Anderson and Scott were real estate agents for J. H. Ewing & Sons and Real Estate Concepts respectively. Both men had assisted Scripto since 1976 in its search for a suitable building in which to relocate. In return, they expected a broker's commission from the owner of whatever facility Scripto finally chose. Anderson showed the Nestle' building to a Scripto consultant in June 1976, but Scripto had no interest at that time. However, by late 1977 Scripto's needs had changed, and again considered the property. On September 29, 1977, Anderson phoned Nestle's general manager for warehousing, Wellman, and advised him that he had a "hot prospect." Wellman confirmed that the building was still available and that there was no longer an exclusive listing on it. The testimony conflicted as to whether Anderson identified Scripto as his hot prospect during this initial conversation.

The following day, Anderson accompanied several Scripto officers, including Rawlins, on an inspection tour. The officers reacted positively and Anderson was instructed to pursue negotiations with Nestle'. Later that day, Anderson again phoned Wellman, advised him of Scripto's favorable response, and requested certain documents regarding the building. There was no question that Scripto was identified as the prospective tenant during this conversation.

Realizing that he had a potential commission dispute, Wellman consulted with his management, who instructed him not to have any further communication with Anderson. Nestle' soon thereafter obtained a statement from Coldwell describing its efforts on Scripto's behalf and, based on this statement, concluded that Coldwell would be entitled to the commission if Scripto decided to rent the building. During subsequent phone calls to Nestle', Anderson was told that Wellman did not wish to speak to him and that further calls regarding Scripto's interest in the building should be directed to Coldwell. Anderson reported this to Scripto and advised its management to contact Nestle' directly. Scripto did so and was put in contact with Coldwell. A sublease was negotiated soon thereafter and was closed on November 1, 1977. Coldwell handled the negotiations and received a commission of $59,000.

Anderson, Scott, J. H. Ewing & Sons, and Real Estate Concepts sued Nestle' to recover a broker's commission. The plaintiffs sought recovery based on breach of an alleged agency agreement, tortious interference with property rights, and quantum meruit. In addition to the commission, they sought punitive damages and attorney's fees. In response to written questions by the trial court, the jury found that there was an agency agreement between plaintiffs and defendant, and Nestle' had breached it to plaintiff's detriment. The jury also found that Nestle' was guilty of tortious interference with property rights (their alleged contractual relationship with Scripto). The plaintiffs were awarded $70,000 as compensation, exemplary damages of $50,000, and attorney fees exceeding $20,000. After unsuccessfully moving for a new trial and for judgment notwithstanding the verdict, Nestle' appealed.

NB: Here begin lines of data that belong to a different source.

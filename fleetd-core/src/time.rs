//! Clock & Identifiers (C1).
//!
//! Monotonic wall time plus job/step id allocation. Ids are never reused
//! while a record with that id still exists: the allocator is handed the
//! live id set on every wraparound search rather than trusting a bare
//! counter.

use chrono::{DateTime, Utc};
use parking_lot::Mutex;
use std::collections::HashMap;

pub fn now() -> DateTime<Utc> {
    Utc::now()
}

/// Monotonic job id allocator with wraparound + gap search, recovered from
/// state-save on startup via `restore_from`.
pub struct JobIdAllocator {
    inner: Mutex<JobIdState>,
}

struct JobIdState {
    next: u32,
    max: u32,
}

impl JobIdAllocator {
    pub fn new(max_job_id: u32) -> Self {
        Self {
            inner: Mutex::new(JobIdState { next: 1, max: max_job_id }),
        }
    }

    pub fn restore_from(max_job_id: u32, last_issued: u32) -> Self {
        Self {
            inner: Mutex::new(JobIdState {
                next: last_issued.wrapping_add(1).max(1),
                max: max_job_id,
            }),
        }
    }

    /// Allocate the next free id, given the set of currently-live ids.
    /// Wraps at `max` and searches for the first gap rather than erroring.
    pub fn alloc(&self, live_ids: &dyn Fn(u32) -> bool) -> Option<u32> {
        let mut state = self.inner.lock();
        let start = state.next;
        let mut candidate = start;
        loop {
            if candidate == 0 {
                candidate = 1;
            }
            if !live_ids(candidate) {
                state.next = if candidate >= state.max { 1 } else { candidate + 1 };
                return Some(candidate);
            }
            candidate = if candidate >= state.max { 1 } else { candidate + 1 };
            if candidate == start {
                return None; // id space exhausted
            }
        }
    }
}

/// Per-job monotonic step id allocator.
#[derive(Default)]
pub struct StepIdAllocator {
    next_by_job: Mutex<HashMap<u32, u32>>,
}

impl StepIdAllocator {
    pub fn new() -> Self {
        Self::default()
    }

    pub fn alloc(&self, job_id: u32) -> u32 {
        let mut map = self.next_by_job.lock();
        let entry = map.entry(job_id).or_insert(0);
        let id = *entry;
        *entry += 1;
        id
    }

    /// Drop bookkeeping for a job once it is deleted from the entity store.
    pub fn forget(&self, job_id: u32) {
        self.next_by_job.lock().remove(&job_id);
    }
}
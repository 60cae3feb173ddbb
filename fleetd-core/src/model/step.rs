//! Job step entity (C7).

use chrono::{DateTime, Utc};
use serde::{Deserialize, Serialize};
use std::collections::BTreeMap;

#[derive(Debug, Clone, Copy, PartialEq, Eq, Serialize, Deserialize)]
pub enum StepState {
    Pending,
    Running,
    Complete,
    Cancelled,
    Failed,
}

#[derive(Debug, Clone, Serialize, Deserialize)]
pub struct Step {
    pub job_id: u32,
    pub step_id: u32,
    pub state: StepState,
    /// Node name -> core bitmap (one bit per core granted on that node).
    pub core_bitmap_by_node: BTreeMap<String, Vec<bool>>,
    pub mem_limit_mb: Option<u64>,
    pub start_time: DateTime<Utc>,
    pub end_time: Option<DateTime<Utc>>,
    /// Nodes that have not yet reported step completion.
    pub pending_nodes: std::collections::BTreeSet<String>,
    pub exit_code: Option<i32>,
}

impl Step {
    pub fn new(job_id: u32, step_id: u32, core_bitmap_by_node: BTreeMap<String, Vec<bool>>, start_time: DateTime<Utc>) -> Self {
        let pending_nodes = core_bitmap_by_node.keys().cloned().collect();
        Self {
            job_id,
            step_id,
            state: StepState::Running,
            core_bitmap_by_node,
            mem_limit_mb: None,
            start_time,
            end_time: None,
            pending_nodes,
            exit_code: None,
        }
    }

    /// Every node a step runs on must be a subset of the owning job's node
    /// bitmap (spec.md testable property 3).
    pub fn nodes(&self) -> impl Iterator<Item = &String> {
        self.core_bitmap_by_node.keys()
    }

    pub fn is_complete(&self) -> bool {
        self.pending_nodes.is_empty()
    }
}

The Court of Appeals of Georgia found that for the plaintiffs to recover, the trial court must make a determination that they were the "procuring cause." The court of appeals noted that where two brokers contribute to successful negotiations resulting in the transfer of real estate for an owner, the broker whose services and efforts were the primary, proximate, and procuring cause of the transfer is entitled to the commission. The court added that a broker makes a prima facie case of procuring cause when he shows that negotiations for the sale were begun through his efforts, that he performed every service required by his employment which it was possible to perform, and that the failure on his part to personally consummate the transaction was due to the interference of the defendant.

The Court of Appeals of Georgia reversed the jury's finding of tortious interference with property rights. The court concluded that the evidence did not support the finding, as the arrangement between Scripto and the plaintiffs disclosed no contractual rights with which Nestle' could have interfered. As a result of this reversal, the court concluded that the punitive damages award could no longer stand. Further, the court concluded that the recovery of attorney fees was not permitted as the case was a "bona fide" controversy.

Nestle' Company, Inc. v. J. H. Ewing & Sons et al., 153 Ga. App. 328, 265 S.E.2d 61 (1980).